[EXERCISE DATA]
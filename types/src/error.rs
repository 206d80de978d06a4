use thiserror::Error;

#[derive(Debug, Error)]
pub enum TypeError {
    #[error("invalid hex string of length {0}")]
    InvalidHex(usize),

    #[error("invalid endpoint: {0}")]
    InvalidEndpoint(String),

    #[error("unknown network: {0}")]
    UnknownNetwork(String),
}
//! The node: component ownership, message handling, and periodic loops.
//!
//! Spawned tasks hold a `Weak` handle; after shutdown they upgrade to
//! nothing and drop silently. Lock order, where locks nest: elections →
//! store transaction → gap cache. No lock is held across an await.

use rand::rngs::StdRng;
use rand::{Rng, SeedableRng};
use raze_consensus::{ActiveTransactions, BlockArrival, Confirmation, GapCache, RepCrawler};
use raze_ledger::{Block, Genesis, Ledger, ProcessReturn, Store, Vote, VoteCode};
use raze_messages::{Message, KEEPALIVE_PEERS, PROTOCOL_VERSION};
use raze_network::{InboundHandler, PeerContainer, UdpChannel};
use raze_types::{BlockHash, Endpoint, NetworkId};
use raze_work::{WorkPeer, WorkPool};
use std::sync::atomic::{AtomicBool, AtomicU32, Ordering};
use std::sync::{Arc, Mutex, Weak};
use std::time::{Duration, Instant};
use tokio::runtime::Handle;
use tracing::{debug, info, warn};

use crate::alarm::Alarm;
use crate::block_processor::{BlockProcessor, ProcessorContext};
use crate::bootstrap::BootstrapInitiator;
use crate::callback::{post_confirmation, CallbackTarget};
use crate::config::NodeConfig;
use crate::error::NodeError;
use crate::local_reps::LocalRepSet;
use crate::vote_processor::VoteProcessor;

/// A peer replaying a sequence this far behind ours gets our newer vote
/// echoed back, once. Large enough that network reordering never trips it.
const REPLAY_ECHO_GAP: u64 = 10_000;

type ConfirmationObserver = Box<dyn Fn(&Block, bool) + Send + Sync>;

fn announce_interval(network: NetworkId) -> Duration {
    match network {
        NetworkId::Test => Duration::from_millis(500),
        _ => Duration::from_secs(16),
    }
}

fn keepalive_period(network: NetworkId) -> Duration {
    match network {
        NetworkId::Test => Duration::from_secs(1),
        _ => Duration::from_secs(60),
    }
}

fn peer_cutoff(network: NetworkId) -> Duration {
    keepalive_period(network) * 5
}

fn rep_crawl_period(network: NetworkId) -> Duration {
    match network {
        NetworkId::Test => Duration::from_secs(1),
        _ => Duration::from_secs(5),
    }
}
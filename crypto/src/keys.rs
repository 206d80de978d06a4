//! Ed25519 key pair construction.

use ed25519_dalek::SigningKey;
use rand::rngs::OsRng;
use raze_types::{KeyPair, PrivateKey, PublicKey};

/// Generate a fresh random key pair from the OS RNG.
pub fn generate_keypair() -> KeyPair {
    let signing_key = SigningKey::generate(&mut OsRng);
    keypair_from_signing_key(signing_key)
}

/// Derive a key pair deterministically from a 32-byte seed.
pub fn keypair_from_seed(seed: &[u8; 32]) -> KeyPair {
    keypair_from_signing_key(SigningKey::from_bytes(seed))
}

/// Derive the public key for a private key.
pub fn public_from_private(private: &PrivateKey) -> PublicKey {
    let signing_key = SigningKey::from_bytes(&private.0);
    PublicKey(signing_key.verifying_key().to_bytes())
}

fn keypair_from_signing_key(signing_key: SigningKey) -> KeyPair {
    let public = PublicKey(signing_key.verifying_key().to_bytes());
    let private = PrivateKey(signing_key.to_bytes());
    KeyPair { public, private }
}
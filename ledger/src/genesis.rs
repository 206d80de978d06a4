//! Genesis block and first-boot store initialization.
//!
//! Each network pins a genesis key; the genesis open block claims the entire
//! supply for that account. The open's source is the genesis account itself
//! since there is no originating send.

use raze_crypto::keypair_from_seed;
use raze_types::{Account, Amount, KeyPair, NetworkId, PrivateKey, PublicKey};

use crate::block::{Block, OpenBlock};
use crate::store::{AccountInfo, StoreInner};

/// The genesis identity and block for one network.
pub struct Genesis {
    pub account: Account,
    pub block: Block,
    key: KeyPair,
}

impl Genesis {
    /// Raw units granted to the genesis account.
    pub const AMOUNT: Amount = Amount::MAX;

    pub fn for_network(network: NetworkId) -> Self {
        let seed: [u8; 32] = match network {
            NetworkId::Live => *b"raze genesis seed live 000000001",
            NetworkId::Beta => *b"raze genesis seed beta 000000001",
            NetworkId::Test => *b"raze genesis seed test 000000001",
        };
        Self::for_seed(&seed)
    }

    /// Build a genesis from an explicit seed. Tests use throwaway seeds so
    /// fixtures control the full supply.
    pub fn for_seed(seed: &[u8; 32]) -> Self {
        let key = keypair_from_seed(seed);
        let account = Account::new(key.public.0);
        let block = Block::Open(OpenBlock::new(
            account.into_root(),
            account,
            account,
            &key.private,
            0,
        ));
        Self {
            account,
            block,
            key,
        }
    }

    /// Write the genesis entry into an empty store.
    pub fn initialize(&self, txn: &mut StoreInner) {
        let hash = self.block.hash();
        txn.block_put(hash, self.block.clone(), self.account, Self::AMOUNT);
        txn.account_put(
            self.account,
            AccountInfo {
                head: hash,
                representative: self.account,
                balance: Self::AMOUNT,
                open_block: hash,
            },
        );
        txn.representation_add(self.account, Self::AMOUNT);
    }

    pub fn private(&self) -> &PrivateKey {
        &self.key.private
    }

    pub fn public(&self) -> &PublicKey {
        &self.key.public
    }
}

#[cfg(test)]
mod tests {
    use super::*;
    use crate::ledger::Ledger;
    use crate::store::Store;

    #[test]
    fn genesis_is_deterministic_per_network() {
        let a = Genesis::for_network(NetworkId::Test);
        let b = Genesis::for_network(NetworkId::Test);
        assert_eq!(a.block.hash(), b.block.hash());
        assert_ne!(
            a.block.hash(),
            Genesis::for_network(NetworkId::Live).block.hash()
        );
    }

    #[test]
    fn initialize_grants_full_supply() {
        let genesis = Genesis::for_seed(&[1u8; 32]);
        let store = Store::new();
        let mut txn = store.write();
        assert!(txn.accounts_empty());

        genesis.initialize(&mut txn);
        let ledger = Ledger::new(Genesis::AMOUNT, Amount::ZERO);
        assert_eq!(ledger.account_balance(&txn, &genesis.account), Genesis::AMOUNT);
        assert_eq!(ledger.weight(&txn, &genesis.account), Genesis::AMOUNT);
        assert_eq!(ledger.latest(&txn, &genesis.account), Some(genesis.block.hash()));
    }

    #[test]
    fn genesis_signature_is_valid() {
        let genesis = Genesis::for_seed(&[2u8; 32]);
        assert!(raze_crypto::verify_digest(
            genesis.block.hash().as_bytes(),
            genesis.block.signature(),
            genesis.public(),
        ));
    }
}
//! Reserved sender filtering.
//!
//! Datagrams from non-routable, documentation, or multicast ranges are
//! dropped before parsing. Loopback is reserved too, except on the test
//! network where nodes deliberately run side by side on one host.

use raze_types::{Endpoint, NetworkId};
use std::net::Ipv4Addr;
use std::net::Ipv6Addr;

fn mapped(a: u8, b: u8, c: u8, d: u8) -> Ipv6Addr {
    Ipv4Addr::new(a, b, c, d).to_ipv6_mapped()
}

/// Whether `endpoint` falls in a range that must never appear as a peer.
pub fn reserved_address(endpoint: &Endpoint, network: NetworkId) -> bool {
    let addr = endpoint.addr();
    let ranges: [(Ipv6Addr, Ipv6Addr); 9] = [
        // RFC 1700 "this network"
        (mapped(0, 0, 0, 0), mapped(0, 255, 255, 255)),
        // RFC 5737 documentation ranges
        (mapped(192, 0, 2, 0), mapped(192, 0, 2, 255)),
        (mapped(198, 51, 100, 0), mapped(198, 51, 100, 255)),
        (mapped(203, 0, 113, 0), mapped(203, 0, 113, 255)),
        // IPv4 multicast
        (mapped(224, 0, 0, 0), mapped(239, 255, 255, 255)),
        // RFC 6890 future use
        (mapped(240, 0, 0, 0), mapped(255, 255, 255, 255)),
        // RFC 6666 discard prefix
        (
            Ipv6Addr::new(0x100, 0, 0, 0, 0, 0, 0, 0),
            Ipv6Addr::new(0x100, 0, 0, 0, 0xffff, 0xffff, 0xffff, 0xffff),
        ),
        // RFC 3849 documentation prefix
        (
            Ipv6Addr::new(0x2001, 0xdb8, 0, 0, 0, 0, 0, 0),
            Ipv6Addr::new(0x2001, 0xdb8, 0xffff, 0xffff, 0xffff, 0xffff, 0xffff, 0xffff),
        ),
        // IPv6 multicast
        (
            Ipv6Addr::new(0xff00, 0, 0, 0, 0, 0, 0, 0),
            Ipv6Addr::new(0xffff, 0xffff, 0xffff, 0xffff, 0xffff, 0xffff, 0xffff, 0xffff),
        ),
    ];
    for (low, high) in ranges {
        if addr >= low && addr <= high {
            return true;
        }
    }
    if !network.allow_local_peers() {
        if addr.is_loopback() {
            return true;
        }
        let v4_loopback_low = mapped(127, 0, 0, 0);
        let v4_loopback_high = mapped(127, 255, 255, 255);
        if addr >= v4_loopback_low && addr <= v4_loopback_high {
            return true;
        }
    }
    false
}
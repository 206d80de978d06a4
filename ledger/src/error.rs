use raze_types::BlockHash;
use thiserror::Error;

#[derive(Debug, Error)]
pub enum LedgerError {
    #[error("block {0} is not in the store")]
    UnknownBlock(BlockHash),

    #[error("account chain for block {0} is missing")]
    MissingAccount(BlockHash),

    #[error("truncated block payload: need {need} bytes, have {have}")]
    TruncatedBlock { need: usize, have: usize },

    #[error("unknown block type code {0}")]
    UnknownBlockType(u8),

    #[error("rollback depth limit exceeded at {0}")]
    RollbackTooDeep(BlockHash),
}
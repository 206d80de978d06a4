//! Anti-spam proof-of-work.
//!
//! Not mining — a small computational cost attached to every block so that
//! flooding the network is expensive while a single legitimate block costs a
//! fraction of a second. A nonce is valid for a root when the 64-bit Blake2b
//! digest of `nonce ‖ root` meets the network threshold.

pub mod distributed;
pub mod pool;

pub use distributed::{distributed_work, WorkPeer};
pub use pool::WorkPool;

use raze_types::BlockHash;

/// The work value of a nonce against a root.
pub fn work_value(root: &BlockHash, nonce: u64) -> u64 {
    raze_crypto::blake2b_64(&[&nonce.to_le_bytes(), root.as_bytes()])
}

/// Whether a nonce meets the threshold for a root.
pub fn work_validate(root: &BlockHash, nonce: u64, threshold: u64) -> bool {
    work_value(root, nonce) >= threshold
}

#[cfg(test)]
mod tests {
    use super::*;
    use raze_types::NetworkId;

    #[test]
    fn work_value_is_deterministic() {
        let root = BlockHash::new([7u8; 32]);
        assert_eq!(work_value(&root, 12345), work_value(&root, 12345));
        assert_ne!(work_value(&root, 12345), work_value(&root, 12346));
    }

    #[test]
    fn zero_threshold_accepts_anything() {
        let root = BlockHash::new([1u8; 32]);
        assert!(work_validate(&root, 0, 0));
    }

    #[test]
    fn max_threshold_rejects() {
        let root = BlockHash::new([1u8; 32]);
        assert!(!work_validate(&root, 42, u64::MAX));
    }

    #[test]
    fn generated_work_validates_on_test_network() {
        let pool = WorkPool::new(1);
        let root = BlockHash::new([9u8; 32]);
        let threshold = NetworkId::Test.work_threshold();
        let nonce = pool.generate_blocking(root, threshold).unwrap();
        assert!(work_validate(&root, nonce, threshold));
        pool.stop();
    }
}
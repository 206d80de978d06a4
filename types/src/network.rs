//! Network identifier.
//!
//! Each network pins its own wire magic, default peering port, proof-of-work
//! threshold, and genesis key material. Nodes on different networks discard
//! each other's datagrams at the parser.

use serde::{Deserialize, Serialize};
use std::str::FromStr;

use crate::error::TypeError;

/// Identifies which raze network a node participates in.
#[derive(Clone, Copy, Debug, PartialEq, Eq, Hash, Serialize, Deserialize)]
#[serde(rename_all = "lowercase")]
pub enum NetworkId {
    /// The production network.
    Live,
    /// The public beta network.
    Beta,
    /// Local test network. Loopback peers are allowed and proof-of-work is cheap.
    Test,
}

impl NetworkId {
    /// The two magic bytes prefixed to every datagram on this network.
    pub fn magic(&self) -> [u8; 2] {
        match self {
            Self::Live => *b"RC",
            Self::Beta => *b"RB",
            Self::Test => *b"RA",
        }
    }

    /// Default UDP peering port.
    pub fn default_port(&self) -> u16 {
        match self {
            Self::Live => 7075,
            Self::Beta => 7074,
            Self::Test => 54000,
        }
    }

    /// Minimum proof-of-work value for a block to be relayed.
    pub fn work_threshold(&self) -> u64 {
        match self {
            Self::Live | Self::Beta => 0xffff_ffc0_0000_0000,
            Self::Test => 0xff00_0000_0000_0000,
        }
    }

    /// Whether loopback senders are acceptable (test network only).
    pub fn allow_local_peers(&self) -> bool {
        matches!(self, Self::Test)
    }

    pub fn as_str(&self) -> &'static str {
        match self {
            Self::Live => "live",
            Self::Beta => "beta",
            Self::Test => "test",
        }
    }
}

impl FromStr for NetworkId {
    type Err = TypeError;

    fn from_str(s: &str) -> Result<Self, Self::Err> {
        match s {
            "live" => Ok(Self::Live),
            "beta" => Ok(Self::Beta),
            "test" => Ok(Self::Test),
            other => Err(TypeError::UnknownNetwork(other.to_string())),
        }
    }
}
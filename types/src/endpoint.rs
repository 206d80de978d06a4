//! Wire endpoints.
//!
//! Peers are addressed as an IPv6 address plus UDP port. IPv4 addresses are
//! always stored in v4-mapped form so a peer contacted over both stacks
//! occupies a single table entry.

use serde::{Deserialize, Serialize};
use std::fmt;
use std::net::{IpAddr, Ipv6Addr, SocketAddr, SocketAddrV6};
use std::str::FromStr;

use crate::error::TypeError;

/// Serialized size on the wire: 16 address bytes + 2 port bytes.
pub const ENDPOINT_WIRE_SIZE: usize = 18;

/// An IPv6 address + UDP port. IPv4 is normalized to v4-mapped v6.
#[derive(Clone, Copy, Debug, PartialEq, Eq, Hash, PartialOrd, Ord, Serialize, Deserialize)]
pub struct Endpoint {
    addr: Ipv6Addr,
    port: u16,
}

impl Default for Endpoint {
    fn default() -> Self {
        Self::UNSPECIFIED
    }
}

impl Endpoint {
    /// The all-zero endpoint, used to pad keepalive slots.
    pub const UNSPECIFIED: Self = Self {
        addr: Ipv6Addr::UNSPECIFIED,
        port: 0,
    };

    pub fn new(addr: Ipv6Addr, port: u16) -> Self {
        Self { addr, port }
    }

    pub fn addr(&self) -> Ipv6Addr {
        self.addr
    }

    pub fn port(&self) -> u16 {
        self.port
    }

    pub fn is_unspecified(&self) -> bool {
        self.addr.is_unspecified()
    }

    /// Convert from a socket address, mapping IPv4 into v6 space.
    pub fn from_socket_addr(addr: SocketAddr) -> Self {
        match addr.ip() {
            IpAddr::V4(v4) => Self::new(v4.to_ipv6_mapped(), addr.port()),
            IpAddr::V6(v6) => Self::new(v6, addr.port()),
        }
    }

    pub fn to_socket_addr(&self) -> SocketAddr {
        SocketAddr::V6(SocketAddrV6::new(self.addr, self.port, 0, 0))
    }

    /// Serialize to the 18-byte wire layout (address octets, port LE).
    pub fn to_wire(&self) -> [u8; ENDPOINT_WIRE_SIZE] {
        let mut out = [0u8; ENDPOINT_WIRE_SIZE];
        out[..16].copy_from_slice(&self.addr.octets());
        out[16..].copy_from_slice(&self.port.to_le_bytes());
        out
    }

    pub fn from_wire(bytes: &[u8; ENDPOINT_WIRE_SIZE]) -> Self {
        let mut octets = [0u8; 16];
        octets.copy_from_slice(&bytes[..16]);
        let port = u16::from_le_bytes([bytes[16], bytes[17]]);
        Self::new(Ipv6Addr::from(octets), port)
    }
}

impl fmt::Display for Endpoint {
    fn fmt(&self, f: &mut fmt::Formatter<'_>) -> fmt::Result {
        write!(f, "[{}]:{}", self.addr, self.port)
    }
}

impl FromStr for Endpoint {
    type Err = TypeError;

    fn from_str(s: &str) -> Result<Self, Self::Err> {
        // Accept both plain v4 "a.b.c.d:port" and bracketed v6 "[..]:port".
        let sock: SocketAddr = s
            .parse()
            .map_err(|_| TypeError::InvalidEndpoint(s.to_string()))?;
        Ok(Self::from_socket_addr(sock))
    }
}

#[cfg(test)]
mod tests {
    use super::*;
    use std::net::Ipv4Addr;

    #[test]
    fn v4_is_mapped() {
        let ep = Endpoint::from_socket_addr(SocketAddr::new(
            IpAddr::V4(Ipv4Addr::new(192, 168, 1, 1)),
            7075,
        ));
        assert_eq!(ep.addr(), Ipv4Addr::new(192, 168, 1, 1).to_ipv6_mapped());
        assert_eq!(ep.port(), 7075);
    }

    #[test]
    fn same_peer_over_both_stacks_is_one_endpoint() {
        let v4: Endpoint = "10.0.0.1:7075".parse().unwrap();
        let v6: Endpoint = "[::ffff:10.0.0.1]:7075".parse().unwrap();
        assert_eq!(v4, v6);
    }

    #[test]
    fn wire_roundtrip() {
        let ep: Endpoint = "[2001:db8::1]:54000".parse().unwrap();
        assert_eq!(Endpoint::from_wire(&ep.to_wire()), ep);
    }

    #[test]
    fn unspecified_padding_slot() {
        assert!(Endpoint::UNSPECIFIED.is_unspecified());
        assert_eq!(Endpoint::from_wire(&[0u8; 18]), Endpoint::UNSPECIFIED);
    }

    #[test]
    fn parse_rejects_garbage() {
        assert!("not-an-endpoint".parse::<Endpoint>().is_err());
    }
}
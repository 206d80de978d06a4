//! Cryptographic key types for node identity and signing.

use serde::{Deserialize, Deserializer, Serialize, Serializer};
use zeroize::{Zeroize, ZeroizeOnDrop};

/// A 32-byte Ed25519 public key.
#[derive(Clone, Debug, PartialEq, Eq, Hash, Serialize, Deserialize)]
pub struct PublicKey(pub [u8; 32]);

/// A 32-byte Ed25519 private key (secret scalar).
///
/// This type intentionally does not implement `Debug`, `Serialize`, or `Clone`
/// to prevent accidental exposure. Key bytes are zeroized on drop.
#[derive(Zeroize, ZeroizeOnDrop)]
pub struct PrivateKey(pub [u8; 32]);

/// A 64-byte Ed25519 signature.
#[derive(Clone, Debug, PartialEq, Eq)]
pub struct Signature(pub [u8; 64]);

impl Signature {
    pub const ZERO: Self = Self([0u8; 64]);

    pub fn as_bytes(&self) -> &[u8; 64] {
        &self.0
    }
}

impl Serialize for Signature {
    fn serialize<S: Serializer>(&self, serializer: S) -> Result<S::Ok, S::Error> {
        serializer.serialize_bytes(&self.0)
    }
}

impl<'de> Deserialize<'de> for Signature {
    fn deserialize<D: Deserializer<'de>>(deserializer: D) -> Result<Self, D::Error> {
        struct SigVisitor;

        impl<'de> serde::de::Visitor<'de> for SigVisitor {
            type Value = Signature;

            fn expecting(&self, f: &mut std::fmt::Formatter) -> std::fmt::Result {
                write!(f, "64 bytes")
            }

            fn visit_bytes<E: serde::de::Error>(self, v: &[u8]) -> Result<Self::Value, E> {
                let arr: [u8; 64] = v
                    .try_into()
                    .map_err(|_| E::invalid_length(v.len(), &self))?;
                Ok(Signature(arr))
            }

            fn visit_seq<A: serde::de::SeqAccess<'de>>(
                self,
                mut seq: A,
            ) -> Result<Self::Value, A::Error> {
                let mut arr = [0u8; 64];
                for (i, byte) in arr.iter_mut().enumerate() {
                    *byte = seq
                        .next_element()?
                        .ok_or_else(|| serde::de::Error::invalid_length(i, &self))?;
                }
                Ok(Signature(arr))
            }
        }

        deserializer.deserialize_bytes(SigVisitor)
    }
}

/// An Ed25519 key pair (public + private).
///
/// Use `raze_crypto::generate_keypair()` or `raze_crypto::keypair_from_seed()`
/// to construct key pairs. This struct is intentionally just data.
pub struct KeyPair {
    pub public: PublicKey,
    pub private: PrivateKey,
}

impl PublicKey {
    pub fn as_bytes(&self) -> &[u8; 32] {
        &self.0
    }
}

[EXERCISE DIRECTIONS]
Your reply is to repeat, unchanged, the lines above running from the one with "impl<'de> serde::de::Visitor<'de> for" up to and including the one with "pub struct KeyPair".

[ANSWER SPACE]
        impl<'de> serde::de::Visitor<'de> for SigVisitor {
            type Value = Signature;

            fn expecting(&self, f: &mut std::fmt::Formatter) -> std::fmt::Result {
                write!(f, "64 bytes")
            }

            fn visit_bytes<E: serde::de::Error>(self, v: &[u8]) -> Result<Self::Value, E> {
                let arr: [u8; 64] = v
                    .try_into()
                    .map_err(|_| E::invalid_length(v.len(), &self))?;
                Ok(Signature(arr))
            }

            fn visit_seq<A: serde::de::SeqAccess<'de>>(
                self,
                mut seq: A,
            ) -> Result<Self::Value, A::Error> {
                let mut arr = [0u8; 64];
                for (i, byte) in arr.iter_mut().enumerate() {
                    *byte = seq
                        .next_element()?
                        .ok_or_else(|| serde::de::Error::invalid_length(i, &self))?;
                }
                Ok(Signature(arr))
            }
        }

        deserializer.deserialize_bytes(SigVisitor)
    }
}

/// An Ed25519 key pair (public + private).
///
/// Use `raze_crypto::generate_keypair()` or `raze_crypto::keypair_from_seed()`
/// to construct key pairs. This struct is intentionally just data.
pub struct KeyPair {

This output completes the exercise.